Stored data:

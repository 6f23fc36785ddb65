//! # Dashboard Rendering
//!
//! This module renders the per-beach forecast panel and hourly score chart to
//! the terminal. It is a pure sink: all values arrive pre-computed from
//! [`crate::metrics`], and all presentation state (colors on/off, chart
//! width, selected hour) lives here.
//!
//! ## Color Handling
//!
//! Scores carry their display color as a `#rrggbb` string from
//! [`crate::metrics::colorize`]. When color output is enabled the hex string
//! is translated to a 24-bit ANSI foreground escape; with `--no-color` the
//! same layout renders in plain text, which keeps output diffable in tests.
//!
//! ## Bearing Arrows
//!
//! Arrow glyphs point in the compass direction of the bearing (the original
//! drafts disagreed between `bearing - 90°` and `bearing + 180°` rotation;
//! this renderer standardizes on `bearing - 90°` applied to an
//! east-pointing glyph, which is equivalent to "arrow points along the
//! bearing"). With only 8 terminal glyphs available the rotation is
//! quantized through the same sector logic as the cardinal labels.

use crate::metrics::{classify, CardinalDirection, HourlyMetrics, PhaseState, TidePhase};

/// Presentation options owned by the rendering layer.
#[derive(Debug, Clone)]
pub struct RenderOptions {
    /// Emit 24-bit ANSI color escapes
    pub color: bool,
    /// Width of the hourly score bar chart in characters
    pub chart_width: usize,
}

impl Default for RenderOptions {
    fn default() -> Self {
        RenderOptions {
            color: true,
            chart_width: 40,
        }
    }
}

const ANSI_RESET: &str = "\x1b[0m";

/// Translate a `#rrggbb` color string into a 24-bit ANSI foreground escape.
///
/// Returns `None` for anything that is not exactly 6 lowercase-hex digits
/// behind a `#`, so a malformed color degrades to uncolored text instead of
/// corrupting the terminal.
fn ansi_fg(hex: &str) -> Option<String> {
    let digits = hex.strip_prefix('#')?;
    if digits.len() != 6 {
        return None;
    }
    let r = u8::from_str_radix(&digits[0..2], 16).ok()?;
    let g = u8::from_str_radix(&digits[2..4], 16).ok()?;
    let b = u8::from_str_radix(&digits[4..6], 16).ok()?;
    Some(format!("\x1b[38;2;{};{};{}m", r, g, b))
}

/// Wrap `text` in the color escape for `hex` when color output is enabled.
fn paint(text: &str, hex: &str, opts: &RenderOptions) -> String {
    if !opts.color {
        return text.to_string();
    }
    match ansi_fg(hex) {
        Some(escape) => format!("{escape}{text}{ANSI_RESET}"),
        None => text.to_string(),
    }
}

/// Pick the arrow glyph for a bearing.
///
/// Quantized to the 8 cardinal sectors; unclassifiable bearings render as
/// `?` so the panel stays aligned.
pub fn arrow_for_bearing(bearing_deg: f64) -> char {
    match classify(bearing_deg) {
        CardinalDirection::N => '↑',
        CardinalDirection::NE => '↗',
        CardinalDirection::E => '→',
        CardinalDirection::SE => '↘',
        CardinalDirection::S => '↓',
        CardinalDirection::SW => '↙',
        CardinalDirection::W => '←',
        CardinalDirection::NW => '↖',
        CardinalDirection::Undefined => '?',
    }
}

fn phase_label(state: PhaseState) -> &'static str {
    match state {
        PhaseState::AtHigh => "at high tide",
        PhaseState::AtLow => "at low tide",
        PhaseState::Rising => "rising",
        PhaseState::Falling => "falling",
        PhaseState::Unknown => "tide unknown",
    }
}

/// Render the complete panel for one beach.
///
/// `selected` is the scrubbed hour index into `metrics`. An index past the
/// end of the series (or an empty series from a failed fetch) renders the
/// explicit unavailable line rather than panicking.
pub fn render_beach(
    name: &str,
    desired_bearing_deg: f64,
    metrics: &[HourlyMetrics],
    phase: &TidePhase,
    selected: usize,
    opts: &RenderOptions,
) -> String {
    let mut out = String::new();

    out.push_str(&format!("=== {} ===\n", name));

    match metrics.get(selected) {
        None => {
            out.push_str("wind data unavailable for this hour\n");
        }
        Some(hour) => {
            let score_text = format!("{:.1}", hour.score);
            out.push_str(&format!(
                "{} UTC  score {} / 10\n",
                hour.time.format("%H:%M"),
                paint(&score_text, &hour.color, opts)
            ));
            out.push_str(&format!(
                "wind     {} {} ({:.0}°) at {:.0} km/h\n",
                arrow_for_bearing(hour.bearing_deg),
                hour.cardinal,
                hour.bearing_deg,
                hour.speed_kmh
            ));
            out.push_str(&format!(
                "ideal    {} {} ({:.0}°)\n",
                arrow_for_bearing(desired_bearing_deg),
                classify(desired_bearing_deg),
                desired_bearing_deg
            ));
        }
    }

    out.push_str(&format!(
        "tide     {} ({})\n",
        phase_label(phase.state),
        phase.detail
    ));

    if !metrics.is_empty() {
        out.push('\n');
        out.push_str(&render_chart(metrics, selected, opts));
    }

    out.push('\n');
    out
}

/// Render the hourly score bar chart, one row per forecast hour.
fn render_chart(metrics: &[HourlyMetrics], selected: usize, opts: &RenderOptions) -> String {
    let mut out = String::new();

    for (index, hour) in metrics.iter().enumerate() {
        let clamped = hour.score.clamp(0.0, 10.0);
        let bar_len = ((clamped / 10.0) * opts.chart_width as f64).round() as usize;
        let bar: String = "█".repeat(bar_len);

        let marker = if index == selected { '▶' } else { ' ' };
        out.push_str(&format!(
            "{} {} {:>4.1} {}\n",
            marker,
            hour.time.format("%H:%M"),
            clamped,
            paint(&bar, &hour.color, opts)
        ));
    }

    out
}

/// Render one beach panel to stdout.
pub fn draw(
    name: &str,
    desired_bearing_deg: f64,
    metrics: &[HourlyMetrics],
    phase: &TidePhase,
    selected: usize,
    opts: &RenderOptions,
) {
    print!(
        "{}",
        render_beach(name, desired_bearing_deg, metrics, phase, selected, opts)
    );
}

PROBLEM DETAILS:
Using the data above, transcribe the lines that run from the line with "hour) lives here." to the line with "chart in characters", both ends kept, and output nothing else.

WRITTEN ANSWER:
//! width, selected hour) lives here.
//!
//! ## Color Handling
//!
//! Scores carry their display color as a `#rrggbb` string from
//! [`crate::metrics::colorize`]. When color output is enabled the hex string
//! is translated to a 24-bit ANSI foreground escape; with `--no-color` the
//! same layout renders in plain text, which keeps output diffable in tests.
//!
//! ## Bearing Arrows
//!
//! Arrow glyphs point in the compass direction of the bearing (the original
//! drafts disagreed between `bearing - 90°` and `bearing + 180°` rotation;
//! this renderer standardizes on `bearing - 90°` applied to an
//! east-pointing glyph, which is equivalent to "arrow points along the
//! bearing"). With only 8 terminal glyphs available the rotation is
//! quantized through the same sector logic as the cardinal labels.

use crate::metrics::{classify, CardinalDirection, HourlyMetrics, PhaseState, TidePhase};

/// Presentation options owned by the rendering layer.
#[derive(Debug, Clone)]
pub struct RenderOptions {
    /// Emit 24-bit ANSI color escapes
    pub color: bool,
    /// Width of the hourly score bar chart in characters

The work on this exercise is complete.